I did some checking on PAM, that Reinhard has suggested as the
authentication mechanism.  I think that for *nix systems he is right.  

If I understand what I saw, PAM is a *nix operating system service for
modularly integrating authentication methods and applications.  It can
handle a wide variety of authentication methods, including Kerberos (a
network authentication protocol), LDAP (that implements an X.500 directory
with authentication included), Secure-ID (which provides user devices and
host hardware that synchronously and unpredictably change a value every
minute on the user device and thereby implement a dynamic password), and
others, and a variety of applications including Postgresql, Mysql and
others.  To do the integration, you need a module for the authentication
method and a module for the application.  PAM avoids the need for
reprogramming the interfaces for each combination of authentication method
and application.

It doesn't work with Windows, but Windows has its own authentication
interfaces (which reportedly use modified versions of Kerberos).

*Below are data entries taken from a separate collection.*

//! Commands module - CLI command implementations.
//!
//! Each command is implemented in its own module for separation of concerns.

pub mod migrate;
pub mod serve;
//! Migration: Create businesses, service offerings, schedule exceptions
//! and appointments tables.

use sea_orm_migration::prelude::*;

#[derive(DeriveMigrationName)]
pub struct Migration;

#[async_trait::async_trait]
impl MigrationTrait for Migration {
    async fn up(&self, manager: &SchemaManager) -> Result<(), DbErr> {
        manager
            .create_table(
                Table::create()
                    .table(Businesses::Table)
                    .if_not_exists()
                    .col(ColumnDef::new(Businesses::Id).uuid().not_null().primary_key())
                    .col(ColumnDef::new(Businesses::Name).string().not_null())
                    .col(ColumnDef::new(Businesses::WeeklyHours).json_binary().not_null())
                    .col(
                        ColumnDef::new(Businesses::CreatedAt)
                            .timestamp_with_time_zone()
                            .not_null(),
                    )
                    .col(
                        ColumnDef::new(Businesses::UpdatedAt)
                            .timestamp_with_time_zone()
                            .not_null(),
                    )
                    .to_owned(),
            )
            .await?;

        manager
            .create_table(
                Table::create()
                    .table(ServiceOfferings::Table)
                    .if_not_exists()
                    .col(
                        ColumnDef::new(ServiceOfferings::Id)
                            .uuid()
                            .not_null()
                            .primary_key(),
                    )
                    .col(ColumnDef::new(ServiceOfferings::BusinessId).uuid().not_null())
                    .col(ColumnDef::new(ServiceOfferings::Name).string().not_null())
                    .col(
                        ColumnDef::new(ServiceOfferings::PriceCents)
                            .big_integer()
                            .not_null(),
                    )
                    .col(
                        ColumnDef::new(ServiceOfferings::DurationMinutes)
                            .integer()
                            .not_null(),
                    )
                    .col(
                        ColumnDef::new(ServiceOfferings::CreatedAt)
                            .timestamp_with_time_zone()
                            .not_null(),
                    )
                    .foreign_key(
                        ForeignKey::create()
                            .name("fk_service_offerings_business")
                            .from(ServiceOfferings::Table, ServiceOfferings::BusinessId)
                            .to(Businesses::Table, Businesses::Id)
                            .on_delete(ForeignKeyAction::Cascade),
                    )
                    .to_owned(),
            )
            .await?;

        manager
            .create_table(
                Table::create()
                    .table(ScheduleExceptions::Table)
                    .if_not_exists()
                    .col(
                        ColumnDef::new(ScheduleExceptions::Id)
                            .uuid()
                            .not_null()
                            .primary_key(),
                    )
                    .col(ColumnDef::new(ScheduleExceptions::BusinessId).uuid().not_null())
                    .col(ColumnDef::new(ScheduleExceptions::Kind).string().not_null())
                    .col(ColumnDef::new(ScheduleExceptions::StartDate).date().not_null())
                    .col(ColumnDef::new(ScheduleExceptions::EndDate).date().not_null())
                    .col(ColumnDef::new(ScheduleExceptions::Reason).string().not_null())
                    .col(ColumnDef::new(ScheduleExceptions::CustomHours).json_binary().null())
                    .col(ColumnDef::new(ScheduleExceptions::Title).string().not_null())
                    .col(ColumnDef::new(ScheduleExceptions::Description).string().not_null())
                    .col(
                        ColumnDef::new(ScheduleExceptions::CreatedAt)
                            .timestamp_with_time_zone()
                            .not_null(),
                    )
                    .foreign_key(
                        ForeignKey::create()
                            .name("fk_schedule_exceptions_business")
                            .from(ScheduleExceptions::Table, ScheduleExceptions::BusinessId)
                            .to(Businesses::Table, Businesses::Id)
                            .on_delete(ForeignKeyAction::Cascade),
                    )
                    .to_owned(),
            )
            .await?;

        manager
            .create_index(
                Index::create()
                    .name("idx_schedule_exceptions_business_dates")
                    .table(ScheduleExceptions::Table)
                    .col(ScheduleExceptions::BusinessId)
                    .col(ScheduleExceptions::StartDate)
                    .col(ScheduleExceptions::EndDate)
                    .to_owned(),
            )
            .await?;

        manager
            .create_table(
                Table::create()
                    .table(Appointments::Table)
                    .if_not_exists()
                    .col(ColumnDef::new(Appointments::Id).uuid().not_null().primary_key())
                    .col(ColumnDef::new(Appointments::BusinessId).uuid().not_null())
                    .col(ColumnDef::new(Appointments::ServiceId).uuid().not_null())
                    .col(ColumnDef::new(Appointments::Date).date().not_null())
                    .col(ColumnDef::new(Appointments::StartTime).time().not_null())
                    .col(
                        ColumnDef::new(Appointments::DurationMinutes)
                            .integer()
                            .not_null(),
                    )
                    .col(ColumnDef::new(Appointments::Status).string().not_null())
                    .col(ColumnDef::new(Appointments::CustomerName).string().not_null())
                    .col(ColumnDef::new(Appointments::CustomerEmail).string().not_null())
                    .col(ColumnDef::new(Appointments::CustomerPhone).string().null())
                    .col(
                        ColumnDef::new(Appointments::CreatedAt)
                            .timestamp_with_time_zone()
                            .not_null(),
                    )
                    .col(
                        ColumnDef::new(Appointments::UpdatedAt)
                            .timestamp_with_time_zone()
                            .not_null(),
                    )
                    .foreign_key(
                        ForeignKey::create()
                            .name("fk_appointments_business")
                            .from(Appointments::Table, Appointments::BusinessId)
                            .to(Businesses::Table, Businesses::Id)
                            .on_delete(ForeignKeyAction::Cascade),
                    )
                    .foreign_key(
                        ForeignKey::create()
                            .name("fk_appointments_service")
                            .from(Appointments::Table, Appointments::ServiceId)
                            .to(ServiceOfferings::Table, ServiceOfferings::Id)
                            .on_delete(ForeignKeyAction::Restrict),
                    )
                    .to_owned(),
            )
            .await?;

        // The booking transaction filters by business and date; keep that
        // lookup indexed.
        manager
            .create_index(
                Index::create()
                    .name("idx_appointments_business_date")
                    .table(Appointments::Table)
                    .col(Appointments::BusinessId)
                    .col(Appointments::Date)
                    .to_owned(),
            )
            .await
    }

    async fn down(&self, manager: &SchemaManager) -> Result<(), DbErr> {
        manager
            .drop_table(Table::drop().table(Appointments::Table).to_owned())
            .await?;
        manager
            .drop_table(Table::drop().table(ScheduleExceptions::Table).to_owned())
            .await?;
        manager
            .drop_table(Table::drop().table(ServiceOfferings::Table).to_owned())
            .await?;
        manager
            .drop_table(Table::drop().table(Businesses::Table).to_owned())
            .await
    }
}

#[derive(Iden)]
enum Businesses {
    Table,
    Id,
    Name,
    WeeklyHours,
    CreatedAt,
    UpdatedAt,
}

#[derive(Iden)]
enum ServiceOfferings {
    Table,
    Id,
    BusinessId,
    Name,
    PriceCents,
    DurationMinutes,
    CreatedAt,
}

#[derive(Iden)]
enum ScheduleExceptions {
    Table,
    Id,
    BusinessId,
    Kind,
    StartDate,
    EndDate,
    Reason,
    CustomHours,
    Title,
    Description,
    CreatedAt,
}

#[derive(Iden)]
enum Appointments {
    Table,
    Id,
    BusinessId,
    ServiceId,
    Date,
    StartTime,
    DurationMinutes,
    Status,
    CustomerName,
    CustomerEmail,
    CustomerPhone,
    CreatedAt,
    UpdatedAt,
}
//! Static releases site.
//!
//! Renders every release into a directory tree that a plain file server can
//! host: `api.json`, a top-level `index.html` and one `<version>/index.html`
//! per release.

use std::collections::BTreeMap;
use std::path::Path;

use anyhow::{Context, Result};
use log::{debug, info, warn};
use serde::Serialize;

use crate::provider::{Release, ReleaseSource, RepoId};
use crate::render::escape;

pub const DEFAULT_DOWNLOAD_URL: &str = "https://github.com";

/// Contents of `api.json`.
#[derive(Debug, Clone, PartialEq, Serialize)]
pub struct Index {
    pub versions: Vec<Version>,
}

/// File list of a single version.
#[derive(Debug, Clone, PartialEq, Serialize)]
pub struct Version {
    pub id: String,
    pub files: Vec<String>,
}

impl Index {
    pub fn from_releases(releases: &[Release]) -> Self {
        let versions = releases
            .iter()
            .filter_map(|release| {
                let tag = if release.tag.is_empty() {
                    release.display_name()
                } else {
                    release.tag.as_str()
                };
                let id = tag.trim_start_matches('v');
                if !is_safe_id(id) {
                    warn!("Skipping release with unusable tag {:?}", tag);
                    return None;
                }
                Some(Version {
                    id: id.to_string(),
                    files: release.assets.iter().map(|a| a.name.clone()).collect(),
                })
            })
            .collect();
        Self { versions }
    }
}

/// Version ids become directory names.
fn is_safe_id(id: &str) -> bool {
    !id.is_empty() && id != "." && id != ".." && !id.contains(['/', '\\'])
}

/// Builds the site from a [`ReleaseSource`].
pub struct Generator<S> {
    source: S,
    repo: RepoId,
    download_url: String,
}

impl<S: ReleaseSource> Generator<S> {
    pub fn new(source: S, repo: RepoId, download_url: &str) -> Self {
        Self {
            source,
            repo,
            download_url: download_url.trim_end_matches('/').to_string(),
        }
    }

    /// Produces every file of the site, keyed by relative path.
    #[tracing::instrument(skip(self), fields(repo = %self.repo))]
    pub async fn generate(&self) -> Result<BTreeMap<String, Vec<u8>>> {
        let releases = self
            .source
            .list_all_releases()
            .await
            .context("failed to fetch releases")?;
        let index = Index::from_releases(&releases);
        debug!("Rendering {} version(s)", index.versions.len());

        let mut files = BTreeMap::new();
        files.insert(
            "api.json".to_string(),
            serde_json::to_vec(&index).context("failed to serialize api.json")?,
        );
        files.insert("index.html".to_string(), self.index_page(&index).into_bytes());
        for version in &index.versions {
            files.insert(
                format!("{}/index.html", version.id),
                self.version_page(version).into_bytes(),
            );
        }
        Ok(files)
    }

    fn index_page(&self, index: &Index) -> String {
        let items: String = index
            .versions
            .iter()
            .map(|v| {
                let id = escape(&v.id);
                format!("<li><a href=\"/tofu/{0}/\">tofu_{0}</a></li>\n", id)
            })
            .collect();
        site_page(&format!("{} releases", self.repo.repo), &items)
    }

    fn version_page(&self, version: &Version) -> String {
        let mut items = String::from("<li><a href=\"../\">../</a></li>\n");
        for file in &version.files {
            items.push_str(&format!(
                "<li><a href=\"{}\">{}</a></li>\n",
                escape(&self.download_link(&version.id, file)),
                escape(file)
            ));
        }
        site_page(&format!("{} {}", self.repo.repo, version.id), &items)
    }

    /// `{download}/{owner}/{repo}/releases/download/v{id}/{file}`
    pub fn download_link(&self, id: &str, file: &str) -> String {
        format!(
            "{}/{}/{}/releases/download/v{}/{}",
            self.download_url, self.repo.owner, self.repo.repo, id, file
        )
    }
}

fn site_page(title: &str, items: &str) -> String {
    format!(
        "<!DOCTYPE html>\n<html>\n<head><meta charset=\"utf-8\"><title>{}</title></head>\n<body>\n<ul>\n{}</ul>\n</body>\n</html>\n",
        escape(title),
        items
    )
}

/// Writes generated files below `dir`, creating directories as needed.
pub async fn write_site(dir: &Path, files: &BTreeMap<String, Vec<u8>>) -> Result<()> {
    for (name, contents) in files {
        let target = dir.join(name);
        if let Some(parent) = target.parent() {
            tokio::fs::create_dir_all(parent)
                .await
                .with_context(|| format!("Could not create directory for file {:?}", target))?;
        }
        tokio::fs::write(&target, contents)
            .await
            .with_context(|| format!("Could not write file {:?}", target))?;
    }
    info!("Wrote {} file(s) to {:?}", files.len(), dir);
    Ok(())
}

#[cfg(test)]
mod tests {
    use super::*;
    use crate::provider::{MockReleaseSource, ReleaseAsset};
    use tempfile::tempdir;

    fn release(tag: &str, files: &[&str]) -> Release {
        Release {
            tag: tag.to_string(),
            name: Some(tag.to_string()),
            assets: files
                .iter()
                .map(|f| ReleaseAsset {
                    name: f.to_string(),
                    download_url: format!("https://example/{}", f),
                })
                .collect(),
        }
    }

    fn generator(releases: Vec<Release>) -> Generator<MockReleaseSource> {
        let mut source = MockReleaseSource::new();
        source
            .expect_list_all_releases()
            .times(1)
            .returning(move || Ok(releases.clone()));
        Generator::new(source, "opentofu/opentofu".parse().unwrap(), DEFAULT_DOWNLOAD_URL)
    }

    #[tokio::test]
    async fn test_generate_api_json() {
        let files = generator(vec![release("v1.0.0", &["tofu_v1.0.0.tar.gz"])])
            .generate()
            .await
            .unwrap();

        let api: serde_json::Value = serde_json::from_slice(&files["api.json"]).unwrap();
        assert_eq!(
            api,
            serde_json::json!({"versions": [{"id": "1.0.0", "files": ["tofu_v1.0.0.tar.gz"]}]})
        );
    }

    #[tokio::test]
    async fn test_generate_index() {
        let files = generator(vec![release("v1.0.0", &[]), release("v0.9.0", &[])])
            .generate()
            .await
            .unwrap();

        let index = String::from_utf8(files["index.html"].clone()).unwrap();
        assert!(index.contains(r#"<a href="/tofu/1.0.0/">tofu_1.0.0</a>"#));
        let first = index.find("tofu_1.0.0").unwrap();
        let second = index.find("tofu_0.9.0").unwrap();
        assert!(first < second);
    }

    #[tokio::test]
    async fn test_generate_version_page() {
        let files = generator(vec![release("v1.0.0", &["tofu_v1.0.0.tar.gz"])])
            .generate()
            .await
            .unwrap();

        let page = String::from_utf8(files["1.0.0/index.html"].clone()).unwrap();
        assert!(page.contains(r#"<a href="../">../</a>"#));
        assert!(page.contains(
            r#"<a href="https://github.com/opentofu/opentofu/releases/download/v1.0.0/tofu_v1.0.0.tar.gz">tofu_v1.0.0.tar.gz</a>"#
        ));
    }

    #[tokio::test]
    async fn test_generate_without_releases() {
        let files = generator(vec![]).generate().await.unwrap();

        assert_eq!(files.len(), 2);
        let api: serde_json::Value = serde_json::from_slice(&files["api.json"]).unwrap();
        assert_eq!(api["versions"], serde_json::json!([]));
    }

    #[tokio::test]
    async fn test_generate_source_failure() {
        let mut source = MockReleaseSource::new();
        source
            .expect_list_all_releases()
            .returning(|| Err(anyhow::anyhow!("rate limited")));
        let generator = Generator::new(source, "o/r".parse().unwrap(), DEFAULT_DOWNLOAD_URL);

        let err = generator.generate().await.unwrap_err();
        assert_eq!(format!("{:#}", err), "failed to fetch releases: rate limited");
    }

    #[test]
    fn test_index_skips_unusable_tags() {
        let index = Index::from_releases(&[
            release("v", &[]),
            release("v1/../../etc", &[]),
            release("vv2.0.0", &[]),
        ]);
        let ids: Vec<&str> = index.versions.iter().map(|v| v.id.as_str()).collect();
        assert_eq!(ids, vec!["2.0.0"]);
    }

    #[test]
    fn test_download_link_trims_base() {
        let generator = Generator::new(
            MockReleaseSource::new(),
            "opentofu/opentofu".parse().unwrap(),
            "https://mirror.example.com/",
        );
        assert_eq!(
            generator.download_link("1.6.0", "tofu.zip"),
            "https://mirror.example.com/opentofu/opentofu/releases/download/v1.6.0/tofu.zip"
        );
    }

    #[tokio::test]
    async fn test_write_site() {
        let dir = tempdir().unwrap();
        let mut files = BTreeMap::new();
        files.insert("index.html".to_string(), b"root".to_vec());
        files.insert("1.0.0/index.html".to_string(), b"child".to_vec());

        write_site(dir.path(), &files).await.unwrap();

        assert_eq!(std::fs::read(dir.path().join("index.html")).unwrap(), b"root");
        assert_eq!(
            std::fs::read(dir.path().join("1.0.0/index.html")).unwrap(),
            b"child"
        );
    }
}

As posted on the list by Neil Tiffin, the Python PAM module is somewhat
dated (it is described on its download page as "buggy and insecure") and
will probably need to be fixed.

However, PAM is an operating system function and can also supply the same
authentication to the database.  So users who want greater security
assurance can configure their systems to have the operating system or
database provide some or all of the access control.  The implication is
that there may be a dotted interface to forms and to the database from the
authentication system.

On another issue, one security related aspect appears to be the
traceability of the data from the database through appserver to the form.
This seems to relate to the role of the Class Repository.  If the schema at
the form is expressed in SQL or equivalent gsd, I think the data will be
traceable and can be protected by access rules either at the form (gfd
files) or at the database server (if the rules match the capabilities of
the database), or in the appserver (if the rules involve more complex
business logic not supported by the database).  If the schema is expressed
as gcd (or classes), the translation from objects to SQL will be much more
complex and less easy to trace.  In that case, the user will need to depend
on the appserver business rules to provide the access control.

Question for the appserver experts:  Is my assumption about the schema
being expressable in either SQL/gsd or gcd correct?